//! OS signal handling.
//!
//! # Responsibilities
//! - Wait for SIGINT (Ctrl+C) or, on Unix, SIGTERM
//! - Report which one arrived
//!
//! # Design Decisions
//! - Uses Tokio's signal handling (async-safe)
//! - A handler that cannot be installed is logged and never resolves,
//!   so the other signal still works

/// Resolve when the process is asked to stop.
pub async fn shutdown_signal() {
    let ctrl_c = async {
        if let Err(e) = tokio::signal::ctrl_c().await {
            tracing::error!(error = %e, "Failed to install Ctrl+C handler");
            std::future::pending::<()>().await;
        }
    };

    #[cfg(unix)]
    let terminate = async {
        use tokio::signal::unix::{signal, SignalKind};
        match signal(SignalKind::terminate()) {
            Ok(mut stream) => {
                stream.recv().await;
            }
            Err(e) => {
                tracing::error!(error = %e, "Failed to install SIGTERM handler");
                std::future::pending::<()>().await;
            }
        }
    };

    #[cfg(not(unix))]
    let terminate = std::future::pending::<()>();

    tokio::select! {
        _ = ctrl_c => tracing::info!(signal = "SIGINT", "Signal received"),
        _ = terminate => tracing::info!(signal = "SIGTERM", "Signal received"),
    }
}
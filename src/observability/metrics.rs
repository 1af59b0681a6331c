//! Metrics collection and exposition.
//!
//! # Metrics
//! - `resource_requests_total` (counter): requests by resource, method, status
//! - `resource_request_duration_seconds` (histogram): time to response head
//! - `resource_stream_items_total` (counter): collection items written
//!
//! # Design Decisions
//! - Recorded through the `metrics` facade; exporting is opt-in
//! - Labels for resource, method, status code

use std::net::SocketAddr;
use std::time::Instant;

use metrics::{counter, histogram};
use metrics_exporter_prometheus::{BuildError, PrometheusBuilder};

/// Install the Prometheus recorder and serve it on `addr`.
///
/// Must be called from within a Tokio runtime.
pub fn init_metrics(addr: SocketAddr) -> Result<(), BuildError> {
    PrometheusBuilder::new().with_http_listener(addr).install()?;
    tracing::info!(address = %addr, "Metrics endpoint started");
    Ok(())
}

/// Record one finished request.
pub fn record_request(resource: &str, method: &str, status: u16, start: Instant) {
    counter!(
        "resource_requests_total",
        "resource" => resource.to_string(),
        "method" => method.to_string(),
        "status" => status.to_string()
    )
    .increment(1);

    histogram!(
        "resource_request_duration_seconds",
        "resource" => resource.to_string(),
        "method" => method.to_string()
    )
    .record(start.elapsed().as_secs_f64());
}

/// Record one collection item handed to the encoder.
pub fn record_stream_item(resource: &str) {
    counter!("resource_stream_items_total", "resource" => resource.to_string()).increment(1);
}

.....

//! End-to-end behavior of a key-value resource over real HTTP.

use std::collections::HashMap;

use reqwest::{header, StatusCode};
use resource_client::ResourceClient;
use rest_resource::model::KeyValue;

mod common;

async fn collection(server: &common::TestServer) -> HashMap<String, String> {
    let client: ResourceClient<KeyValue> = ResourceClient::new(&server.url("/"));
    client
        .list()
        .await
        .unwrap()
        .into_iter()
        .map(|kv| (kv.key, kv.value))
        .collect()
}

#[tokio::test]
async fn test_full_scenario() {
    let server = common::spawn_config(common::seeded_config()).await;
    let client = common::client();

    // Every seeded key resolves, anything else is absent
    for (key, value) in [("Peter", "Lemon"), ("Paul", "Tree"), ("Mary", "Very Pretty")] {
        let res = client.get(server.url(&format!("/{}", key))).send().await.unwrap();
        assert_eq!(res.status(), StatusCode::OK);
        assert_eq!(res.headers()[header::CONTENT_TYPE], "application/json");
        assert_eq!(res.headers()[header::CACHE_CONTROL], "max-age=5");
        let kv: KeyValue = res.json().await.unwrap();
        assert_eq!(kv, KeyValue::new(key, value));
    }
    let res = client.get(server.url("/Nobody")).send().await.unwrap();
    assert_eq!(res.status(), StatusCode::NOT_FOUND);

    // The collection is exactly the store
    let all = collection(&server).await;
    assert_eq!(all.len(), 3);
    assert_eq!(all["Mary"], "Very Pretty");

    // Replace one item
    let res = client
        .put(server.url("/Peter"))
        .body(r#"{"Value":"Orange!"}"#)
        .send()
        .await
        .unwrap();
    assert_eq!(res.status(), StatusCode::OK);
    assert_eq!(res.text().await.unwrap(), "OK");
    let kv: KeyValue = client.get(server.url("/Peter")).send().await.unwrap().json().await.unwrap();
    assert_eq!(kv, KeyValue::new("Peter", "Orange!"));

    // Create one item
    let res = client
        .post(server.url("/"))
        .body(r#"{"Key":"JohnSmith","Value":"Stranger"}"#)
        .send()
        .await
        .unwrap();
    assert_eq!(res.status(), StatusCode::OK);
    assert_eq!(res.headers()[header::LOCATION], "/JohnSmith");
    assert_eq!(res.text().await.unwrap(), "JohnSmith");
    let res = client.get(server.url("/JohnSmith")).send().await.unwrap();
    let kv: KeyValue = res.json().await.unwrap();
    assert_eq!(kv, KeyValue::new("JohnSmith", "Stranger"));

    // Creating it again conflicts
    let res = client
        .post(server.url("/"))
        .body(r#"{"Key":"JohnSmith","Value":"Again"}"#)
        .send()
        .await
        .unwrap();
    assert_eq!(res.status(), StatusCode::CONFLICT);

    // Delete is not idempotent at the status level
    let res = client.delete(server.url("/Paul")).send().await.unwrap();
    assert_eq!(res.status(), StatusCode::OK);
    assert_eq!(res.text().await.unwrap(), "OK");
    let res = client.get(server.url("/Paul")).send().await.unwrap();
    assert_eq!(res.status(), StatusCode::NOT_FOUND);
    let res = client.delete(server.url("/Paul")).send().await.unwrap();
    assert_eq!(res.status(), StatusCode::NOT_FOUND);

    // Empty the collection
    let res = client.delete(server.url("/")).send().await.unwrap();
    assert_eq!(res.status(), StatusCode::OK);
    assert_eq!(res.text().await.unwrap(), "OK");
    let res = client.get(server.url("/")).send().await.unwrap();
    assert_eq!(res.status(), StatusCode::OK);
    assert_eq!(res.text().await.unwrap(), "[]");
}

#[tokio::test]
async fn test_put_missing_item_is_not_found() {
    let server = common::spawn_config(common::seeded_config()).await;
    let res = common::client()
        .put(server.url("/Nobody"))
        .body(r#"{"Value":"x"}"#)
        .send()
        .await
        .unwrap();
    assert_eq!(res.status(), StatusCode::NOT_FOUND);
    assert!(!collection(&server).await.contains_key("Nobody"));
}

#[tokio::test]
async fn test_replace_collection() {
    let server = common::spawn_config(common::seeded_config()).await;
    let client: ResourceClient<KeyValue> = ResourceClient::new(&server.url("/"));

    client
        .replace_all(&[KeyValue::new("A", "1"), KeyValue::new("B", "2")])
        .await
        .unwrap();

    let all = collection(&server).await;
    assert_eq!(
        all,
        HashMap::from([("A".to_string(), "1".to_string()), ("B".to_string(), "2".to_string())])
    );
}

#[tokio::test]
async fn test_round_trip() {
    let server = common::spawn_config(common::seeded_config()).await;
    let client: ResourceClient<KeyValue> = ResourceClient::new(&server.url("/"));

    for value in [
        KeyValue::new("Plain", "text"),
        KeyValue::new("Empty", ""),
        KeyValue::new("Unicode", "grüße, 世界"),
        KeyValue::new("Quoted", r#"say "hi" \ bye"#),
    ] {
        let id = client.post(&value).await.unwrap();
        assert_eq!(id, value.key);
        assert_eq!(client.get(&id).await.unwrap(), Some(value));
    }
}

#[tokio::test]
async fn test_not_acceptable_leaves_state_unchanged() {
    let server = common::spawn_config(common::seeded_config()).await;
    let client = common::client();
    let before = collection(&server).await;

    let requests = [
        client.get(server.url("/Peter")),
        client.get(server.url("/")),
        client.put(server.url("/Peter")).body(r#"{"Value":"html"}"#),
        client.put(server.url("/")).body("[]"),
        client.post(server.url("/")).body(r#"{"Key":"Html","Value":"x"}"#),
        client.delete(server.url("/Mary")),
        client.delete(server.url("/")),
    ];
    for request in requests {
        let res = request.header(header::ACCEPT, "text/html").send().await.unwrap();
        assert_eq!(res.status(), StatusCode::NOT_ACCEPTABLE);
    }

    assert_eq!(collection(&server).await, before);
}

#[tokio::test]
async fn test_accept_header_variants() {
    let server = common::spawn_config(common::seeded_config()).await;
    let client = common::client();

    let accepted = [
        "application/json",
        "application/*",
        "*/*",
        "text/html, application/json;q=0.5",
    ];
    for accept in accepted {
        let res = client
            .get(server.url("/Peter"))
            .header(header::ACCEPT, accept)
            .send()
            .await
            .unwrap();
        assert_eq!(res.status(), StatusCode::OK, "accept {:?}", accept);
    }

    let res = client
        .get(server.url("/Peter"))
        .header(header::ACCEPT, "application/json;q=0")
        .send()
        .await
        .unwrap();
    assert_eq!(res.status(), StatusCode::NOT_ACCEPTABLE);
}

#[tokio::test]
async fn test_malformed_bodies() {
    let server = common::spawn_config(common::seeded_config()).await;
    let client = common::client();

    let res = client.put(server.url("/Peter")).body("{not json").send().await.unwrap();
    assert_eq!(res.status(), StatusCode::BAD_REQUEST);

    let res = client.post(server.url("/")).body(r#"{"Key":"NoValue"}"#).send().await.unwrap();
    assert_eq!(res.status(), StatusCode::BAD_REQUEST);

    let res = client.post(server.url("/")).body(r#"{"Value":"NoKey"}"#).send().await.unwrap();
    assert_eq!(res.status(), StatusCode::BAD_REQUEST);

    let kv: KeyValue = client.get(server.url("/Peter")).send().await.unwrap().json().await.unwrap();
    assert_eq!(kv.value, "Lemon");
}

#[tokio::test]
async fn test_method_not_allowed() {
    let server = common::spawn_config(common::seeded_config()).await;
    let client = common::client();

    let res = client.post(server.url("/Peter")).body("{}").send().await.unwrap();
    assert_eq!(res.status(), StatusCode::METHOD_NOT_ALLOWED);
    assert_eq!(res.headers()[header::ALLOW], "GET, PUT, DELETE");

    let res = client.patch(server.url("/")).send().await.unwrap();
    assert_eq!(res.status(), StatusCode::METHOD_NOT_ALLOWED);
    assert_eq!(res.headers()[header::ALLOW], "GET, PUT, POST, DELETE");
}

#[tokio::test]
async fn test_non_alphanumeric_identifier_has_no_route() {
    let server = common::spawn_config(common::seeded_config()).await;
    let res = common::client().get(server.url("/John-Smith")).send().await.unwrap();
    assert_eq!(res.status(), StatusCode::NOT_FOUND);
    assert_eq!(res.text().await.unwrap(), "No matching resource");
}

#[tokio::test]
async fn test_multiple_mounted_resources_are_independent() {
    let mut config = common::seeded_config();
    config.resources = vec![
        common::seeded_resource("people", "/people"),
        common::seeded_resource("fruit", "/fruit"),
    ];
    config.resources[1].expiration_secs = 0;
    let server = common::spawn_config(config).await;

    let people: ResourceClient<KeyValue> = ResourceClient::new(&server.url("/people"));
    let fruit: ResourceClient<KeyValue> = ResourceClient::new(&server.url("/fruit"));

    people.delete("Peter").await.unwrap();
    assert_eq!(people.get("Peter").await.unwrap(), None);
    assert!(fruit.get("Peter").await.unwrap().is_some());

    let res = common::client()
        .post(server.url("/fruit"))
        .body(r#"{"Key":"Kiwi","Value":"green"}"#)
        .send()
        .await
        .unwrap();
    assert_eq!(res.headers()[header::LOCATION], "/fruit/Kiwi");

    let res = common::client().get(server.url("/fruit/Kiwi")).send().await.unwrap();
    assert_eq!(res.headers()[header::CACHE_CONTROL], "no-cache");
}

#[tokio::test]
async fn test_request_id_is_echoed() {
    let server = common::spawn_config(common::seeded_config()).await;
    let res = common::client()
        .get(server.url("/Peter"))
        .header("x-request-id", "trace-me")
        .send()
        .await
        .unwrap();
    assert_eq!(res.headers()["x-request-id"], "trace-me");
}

.....

YOUR GOAL:
Please show each line in the records above that contains "SIGTERM".

RESPONSE FOR THIS EXERCISE:
//! - Wait for SIGINT (Ctrl+C) or, on Unix, SIGTERM
                tracing::error!(error = %e, "Failed to install SIGTERM handler");
        _ = terminate => tracing::info!(signal = "SIGTERM", "Signal received"),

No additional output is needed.